To limit disruption to classroom services, the SU proposal shifts some curriculum and assessment functions from grant-supported lines into the local SU budget and retains a reduced number of grant-funded positions (for example, roughly 1.5 SU-based Title I positions). The presentation lists a combined grant-funded subtotal near $2.5 million, and staff emphasized those positions’ high impact on student supports.

Officials also noted that ESSER funding used in recent years produced substantial, one-time investments (FY25 ESSER spending of roughly $639,000 was cited) and that ESSER is not expected to be a revenue source next year; that requires adjustments to FY26 and FY27 planning. Staff described Medicaid reimbursements as a growing and more stable revenue stream, reporting Medicaid revenue increasing from about $200,000 historically to over $500,000 and passing most of those funds through to districts for nursing, counseling and student supports.

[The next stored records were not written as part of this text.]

use std::{fmt, path::Path};

use glam::{Mat4, Vec2, Vec3, Vec4};
use glint_api::{Bind, Driver, ShaderStage, Uniform};

use crate::error::ProgramError;

/// A compiled stage, deleted when dropped. Once attached to a program the driver keeps what it
/// needs for linking, so stages only live for the duration of the build.
struct Stage<'d, D: Driver> {
    driver: &'d D,
    id: D::Shader,
}

impl<'d, D: Driver> Stage<'d, D> {
    fn compile(driver: &'d D, stage: ShaderStage, source: &str) -> Result<Self, ProgramError> {
        let id = driver.create_shader(stage).map_err(ProgramError::driver)?;
        let this = Self { driver, id };
        driver.shader_source(id, source);
        driver.compile_shader(id);
        if !driver.shader_compile_status(id) {
            // The stage stays attached so that linking reports on it too.
            ProgramError::Compile {
                stage,
                info_log: driver.shader_info_log(id),
            }
            .report();
        }
        Ok(this)
    }
}

impl<D: Driver> Drop for Stage<'_, D> {
    fn drop(&mut self) {
        self.driver.delete_shader(self.id);
    }
}

fn read_source(path: &Path) -> Result<String, ProgramError> {
    std::fs::read_to_string(path).map_err(|source| ProgramError::Read {
        path: path.to_path_buf(),
        source,
    })
}

fn build<D: Driver>(
    driver: &D,
    vertex_source: &str,
    fragment_source: &str,
) -> Result<D::Program, ProgramError> {
    let vertex = Stage::compile(driver, ShaderStage::Vertex, vertex_source)?;
    let fragment = Stage::compile(driver, ShaderStage::Fragment, fragment_source)?;

    let program = driver.create_program().map_err(ProgramError::driver)?;
    driver.attach_shader(program, vertex.id);
    driver.attach_shader(program, fragment.id);
    driver.link_program(program);
    if !driver.program_link_status(program) {
        ProgramError::Link {
            info_log: driver.program_info_log(program),
        }
        .report();
    }
    Ok(program)
}

/// A vertex + fragment shader program, owned by this value and deleted when it is dropped.
///
/// Building never fails: problems with the sources are logged, and the program is left either
/// unlinked or without a handle at all. Use [`ShaderProgram::is_linked`] to find out which.
///
/// Uniform setters write into the driver's *current* program, so [`ShaderProgram::use_program`]
/// has to be called first. Setting a uniform the program does not declare does nothing.
pub struct ShaderProgram<D: Driver> {
    driver: D,
    handle: Option<D::Program>,
}

impl<D: Driver> fmt::Debug for ShaderProgram<D> {
    fn fmt(&self, f: &mut fmt::Formatter<'_>) -> fmt::Result {
        f.debug_tuple("ShaderProgram").field(&self.handle).finish()
    }
}

impl<D: Driver> ShaderProgram<D> {
    /// Read, compile and link the GLSL sources at `vertex_path` and `fragment_path`.
    pub fn new(driver: &D, vertex_path: impl AsRef<Path>, fragment_path: impl AsRef<Path>) -> Self {
        let vertex_path = vertex_path.as_ref();
        let fragment_path = fragment_path.as_ref();
        let _span = tracing::debug_span!(
            "shader_program",
            vertex = %vertex_path.display(),
            fragment = %fragment_path.display(),
        )
        .entered();

        match (read_source(vertex_path), read_source(fragment_path)) {
            (Ok(vertex), Ok(fragment)) => Self::from_sources(driver, &vertex, &fragment),
            (vertex, fragment) => {
                for err in [vertex.err(), fragment.err()].into_iter().flatten() {
                    err.report();
                }
                Self {
                    driver: driver.clone(),
                    handle: None,
                }
            }
        }
    }

    /// Compile and link in-memory GLSL sources.
    pub fn from_sources(driver: &D, vertex_source: &str, fragment_source: &str) -> Self {
        let handle = match build(driver, vertex_source, fragment_source) {
            Ok(program) => {
                tracing::debug!(?program, "Created shader program");
                Some(program)
            }
            Err(err) => {
                err.report();
                None
            }
        };
        Self {
            driver: driver.clone(),
            handle,
        }
    }

    pub fn driver(&self) -> &D {
        &self.driver
    }

    /// Driver handle of the program, `None` when building stopped before a program was created.
    pub fn handle(&self) -> Option<D::Program> {
        self.handle
    }

    /// Whether the driver reports the program as successfully linked.
    pub fn is_linked(&self) -> bool {
        self.handle
            .map_or(false, |program| self.driver.program_link_status(program))
    }

    /// Make this program the current one for subsequent draws and uniform uploads.
    pub fn use_program(&self) {
        self.driver.use_program(self.handle);
    }

    pub fn uniform_location(&self, name: &str) -> Option<D::UniformLocation> {
        self.driver.uniform_location(self.handle?, name)
    }

    pub fn set_uniform(&self, name: &str, value: impl Into<Uniform>) {
        let location = self.uniform_location(name);
        if location.is_none() {
            tracing::trace!(name, "Uniform not found in program");
        }
        self.driver.set_uniform(location, value.into());
    }

    /// Booleans are uploaded as integers, `0` or `1`.
    pub fn set_bool(&self, name: &str, value: bool) {
        self.set_uniform(name, value as i32);
    }

    pub fn set_int(&self, name: &str, value: i32) {
        self.set_uniform(name, value);
    }

    pub fn set_float(&self, name: &str, value: f32) {
        self.set_uniform(name, value);
    }

    pub fn set_vec2(&self, name: &str, value: impl Into<Vec2>) {
        self.set_uniform(name, value.into());
    }

    pub fn set_vec3(&self, name: &str, value: impl Into<Vec3>) {
        self.set_uniform(name, value.into());
    }

    pub fn set_vec4(&self, name: &str, value: impl Into<Vec4>) {
        self.set_uniform(name, value.into());
    }

    pub fn set_mat4(&self, name: &str, value: Mat4) {
        self.set_uniform(name, value);
    }
}

impl<D: Driver> Bind for ShaderProgram<D> {
    type Id = Option<D::Program>;

    fn id(&self) -> Self::Id {
        self.handle
    }

    fn bind(&self) {
        self.use_program();
    }

    fn unbind(&self) {
        self.driver.use_program(None);
    }
}

impl<D: Driver> Drop for ShaderProgram<D> {
    fn drop(&mut self) {
        if let Some(program) = self.handle.take() {
            tracing::trace!(?program, "Deleting shader program");
            self.driver.delete_program(program);
        }
    }
}
use std::{error::Error, io, path::PathBuf};

use glint_api::ShaderStage;
use thiserror::Error;

/// Failures met while building a [`ShaderProgram`](crate::ShaderProgram).
///
/// These are reported to the log as they happen; construction itself always succeeds.
#[derive(Debug, Error)]
pub enum ProgramError {
    #[error("Cannot read shader source {}: {source}", .path.display())]
    Read {
        path: PathBuf,
        #[source]
        source: io::Error,
    },
    #[error("Cannot compile {stage} shader:\n{info_log}")]
    Compile {
        stage: ShaderStage,
        info_log: String,
    },
    #[error("Cannot link shader program:\n{info_log}")]
    Link { info_log: String },
    #[error("Graphics driver error: {0}")]
    Driver(#[source] Box<dyn Error + Send + Sync>),
}

impl ProgramError {
    pub(crate) fn driver(err: impl Error + Send + Sync + 'static) -> Self {
        Self::Driver(Box::new(err))
    }

    /// Fixed first line of the diagnostic emitted for this failure.
    pub fn tag(&self) -> &'static str {
        match self {
            Self::Read { .. } => "ERROR::SHADER::FILE_NOT_SUCCESSFULLY_READ",
            Self::Compile { .. } => "ERROR::SHADER::COMPILATION_FAILED",
            Self::Link { .. } => "ERROR::SHADER::PROGRAM::LINK_FAILED",
            Self::Driver(_) => "ERROR::SHADER::DRIVER",
        }
    }

    pub(crate) fn report(&self) {
        match self {
            Self::Read { path, source } => {
                tracing::error!(path = %path.display(), error = %source, "{}", self.tag())
            }
            Self::Compile { stage, info_log } => {
                tracing::error!(%stage, "{}\n{}", self.tag(), info_log.trim_end())
            }
            Self::Link { info_log } => tracing::error!("{}\n{}", self.tag(), info_log.trim_end()),
            Self::Driver(err) => tracing::error!(error = %err, "{}", self.tag()),
        }
    }
}
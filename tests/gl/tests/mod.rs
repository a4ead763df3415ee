use std::path::{Path, PathBuf};

use glint_gl::OpenGLDriver;

pub mod program;

#[derive(Debug)]
pub struct IntegrationTest {
    pub name: &'static str,
    pub test_fn: fn(&OpenGLDriver),
}

inventory::collect!(IntegrationTest);

pub fn fixture(name: &str) -> PathBuf {
    Path::new(env!("CARGO_MANIFEST_DIR"))
        .join("tests/fixtures")
        .join(name)
}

Central office staff said they are prepared to use a built Medicaid reserve to temporarily fund essential programs into FY27 if state or federal grants decline, but warned deeper cuts would be required in FY28 if federal Title funding were eliminated. The SU also proposed modest staffing changes aligned with enrollment trends, including a 0.6 FTE reduction in the multilingual learner department tied to projected lower ML enrollment.

The budget presentation included program-by-program detail (Title I schoolwide allocations, McKinney-Vento set-aside, Title II instructional coaching, Title IV well-rounded-education activities and planned technology/server replacements). Staff noted McKinney-Vento transportation and services are a mandated set-aside within Title I and that reductions to those lines would be backfilled locally where necessary.

The supervisory union will continue the review process at scheduled December meetings, when the SU expects updated state yield and average daily membership data that affect district assessments. Officials cautioned that several figures remain provisional until state data and grant appropriations are finalized.